The second task is to recommend data easy data collection for common uses. @heather-i has a good point that Option B is easy to implement and understand for many users and use cases.
- As an interim step, we could implement Option B for version 1.2 and then have a more robust qualityFlag table for version 2.
- In practice, people could generate input templates or data collection that has option B as wide variable names.
- mixing wide and long variables works if people use a data collection table for selected measures such as PCR alleles, but the solution is not robust for multiple measure with different qualityFlagSets.
- we probably want default ODM templates that are robust and so they wouldn't include this practice.
We will need to decide whether we want the 'reportable' attribute and how that would be used. From the discussions:
reportable
is an important attribute that we want to keep. This attribute is widely requested and it is also a helpful flag that there is or should be a corresponding entry in the qualitySet table.- There is the greatest support to have as a boolean. True = 'report'; False= 'don't report'. However, some people would prefer more categories.
- It is possible to have a more nuanced summary reportable attribute in the qualitySet table and to support a nice, clean boolean 'reportable' attribute in the measure and sample tables.

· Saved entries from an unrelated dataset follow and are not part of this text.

//! HTTP surface
//!
//! Routes, shared state, client identification and the listener loop. The
//! request handlers themselves live in `handlers`.

use crate::handlers;
use crate::{
    install_prometheus_recorder, BatchProcessor, CacheStore, CaptureCoordinator, ChromiumRenderer,
    Config, CoordinatorSettings, HealthChecker, HealthThresholds, ObjectStore, PageRenderer,
    RateLimiter, S3ObjectStore, SafetyGate, ScreenshotError, StatsCollector,
};
use axum::extract::{ConnectInfo, FromRequestParts};
use axum::http::request::Parts;
use axum::routing::{get, post};
use axum::Router;
use metrics_exporter_prometheus::PrometheusHandle;
use std::convert::Infallible;
use std::net::SocketAddr;
use std::sync::Arc;
use tokio::net::TcpListener;
use tokio::sync::broadcast;
use tower_http::trace::TraceLayer;
use tracing::info;

#[derive(Clone)]
pub struct AppState {
    pub config: Arc<Config>,
    pub gate: SafetyGate,
    pub rate_limiter: Arc<RateLimiter>,
    pub coordinator: CaptureCoordinator,
    pub batch: Arc<BatchProcessor>,
    pub health: Arc<HealthChecker>,
    pub stats: Arc<StatsCollector>,
    pub store: CacheStore,
    pub prometheus: Option<PrometheusHandle>,
}

impl AppState {
    pub fn new(
        config: Config,
        coordinator: CaptureCoordinator,
        health: HealthChecker,
        prometheus: Option<PrometheusHandle>,
    ) -> Self {
        let gate = SafetyGate::new();
        let rate_limiter = Arc::new(RateLimiter::new(config.rate_limit.clone()));
        let batch = Arc::new(BatchProcessor::new(coordinator.clone(), gate.clone()));

        Self {
            gate,
            rate_limiter,
            stats: coordinator.stats().clone(),
            store: coordinator.store().clone(),
            batch,
            coordinator,
            health: Arc::new(health),
            config: Arc::new(config),
            prometheus,
        }
    }
}

/// Wire up the production service: Chromium pool, cache directory and optional S3 upload
pub async fn build_state(config: Config) -> Result<AppState, ScreenshotError> {
    let prometheus = if config.metrics_enabled {
        install_prometheus_recorder()
    } else {
        None
    };

    let store = CacheStore::open(&config.cache.directory).await?;
    let renderer: Arc<dyn PageRenderer> =
        Arc::new(ChromiumRenderer::launch(config.browser.clone()).await?);
    let uploader: Option<Arc<dyn ObjectStore>> = match &config.upload {
        Some(upload) => Some(Arc::new(S3ObjectStore::from_config(upload).await)),
        None => None,
    };

    let coordinator = CaptureCoordinator::new(
        store.clone(),
        renderer.clone(),
        Arc::new(StatsCollector::new()),
        CoordinatorSettings::from_config(&config),
    )
    .with_uploader(uploader);

    let thresholds = HealthThresholds {
        max_storage_bytes: if config.retention.enabled {
            config.retention.max_storage_bytes
        } else {
            u64::MAX
        },
        ..Default::default()
    };
    let health = HealthChecker::new(renderer, store, thresholds);

    Ok(AppState::new(config, coordinator, health, prometheus))
}

pub fn build_router(state: AppState) -> Router {
    Router::new()
        .route(
            "/api/screenshot",
            get(handlers::screenshot_get)
                .post(handlers::screenshot_post)
                .fallback(handlers::method_not_allowed),
        )
        .route(
            "/api/batch",
            post(handlers::batch).fallback(handlers::method_not_allowed),
        )
        .route("/stats", get(handlers::stats).fallback(handlers::method_not_allowed))
        .route("/health", get(handlers::health).fallback(handlers::method_not_allowed))
        .route("/metrics", get(handlers::metrics).fallback(handlers::method_not_allowed))
        .route(
            "/images/{filename}",
            get(handlers::image).fallback(handlers::method_not_allowed),
        )
        .fallback(handlers::not_found)
        .layer(TraceLayer::new_for_http())
        .with_state(state)
}

/// Serve until the shutdown channel fires
pub async fn serve(
    state: AppState,
    mut shutdown: broadcast::Receiver<()>,
) -> Result<(), ScreenshotError> {
    let address = state.config.server.address();
    let listener = TcpListener::bind(&address).await.map_err(|e| {
        ScreenshotError::ConfigurationError(format!("cannot bind {}: {}", address, e))
    })?;
    info!("Screenshot API listening on http://{}", address);

    let app = build_router(state);
    axum::serve(
        listener,
        app.into_make_service_with_connect_info::<SocketAddr>(),
    )
    .with_graceful_shutdown(async move {
        let _ = shutdown.recv().await;
        info!("HTTP server draining connections");
    })
    .await
    .map_err(|e| ScreenshotError::StorageError(format!("server error: {}", e)))?;

    Ok(())
}

/// Rate limiting identity of the caller
///
/// The socket peer address, unless `rate_limit.trust_forwarded_headers` is set,
/// in which case the first `X-Forwarded-For` hop and then `X-Real-IP` win.
#[derive(Debug, Clone, PartialEq, Eq)]
pub struct ClientId(pub String);

impl FromRequestParts<AppState> for ClientId {
    type Rejection = Infallible;

    async fn from_request_parts(parts: &mut Parts, state: &AppState) -> Result<Self, Self::Rejection> {
        let header = |name: &str| {
            parts
                .headers
                .get(name)
                .and_then(|v| v.to_str().ok())
                .and_then(|v| v.split(',').next())
                .map(str::trim)
                .filter(|v| !v.is_empty())
                .map(str::to_string)
        };

        let forwarded = if state.config.rate_limit.trust_forwarded_headers {
            header("x-forwarded-for").or_else(|| header("x-real-ip"))
        } else {
            None
        };

        let id = forwarded
            .or_else(|| {
                parts
                    .extensions
                    .get::<ConnectInfo<SocketAddr>>()
                    .map(|ConnectInfo(addr)| addr.ip().to_string())
            })
            .unwrap_or_else(|| "unknown".to_string());

        Ok(ClientId(id))
    }
}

I tend to support updating the measureSetReport table to allow n:n, but we haven't received many requests that require this more robust structure. However, the more robust structure:
- is more consistent with the approach of the ODM model.
- similar to qualityFlag, we could have a flag in the measures table that says the measure is part of a measureSet. This helps users know to add entries to measureSet (if data generators) or look at the measureSet table (if data users).
- for data storage, we would remove mesaureSetReportID from the measures table. But similar to quality flags, data input tables could have this measure for users who have only one measureSet for any specific measure.
Regardless, the idea to add additional descriptors makes sense (e.g., qualitycontrolSet or ReplicateSet or whatever) and those descriptors could be added to the existing measureSet table.
I am not sold on MeasureSetHasMeasures. I find the 'has' tables are conceptual great, but many people are not familiar with them or their application.
Thank you @jeandavidt for laying things out so eloquently, and to build on @DougManuel 's point re: reportable
- one thing that was brought up in our discussion was to continue to use reportable
in the measures
table and add it to the samples
table. To add potential levels of nuance, while still maintaining a final ease of interpretation, a severity
column in the proposed qualityReports
table with a traffic-light-style tier system. This wouldn't replace reportable
, and would be optional, but provides some additional detail on how important a given flag is outside the final yes-no reportable decision.
I also am somewhat conservative about blowing up the measureSets
structure to allow for n:n relationships with measures, but if the labs are supportive of this kind of infrastructure then I think it would be great to build it in before we launch v2.0.
Version 2 will have a specific quality table that can record multiple quality measures for any sample or measure.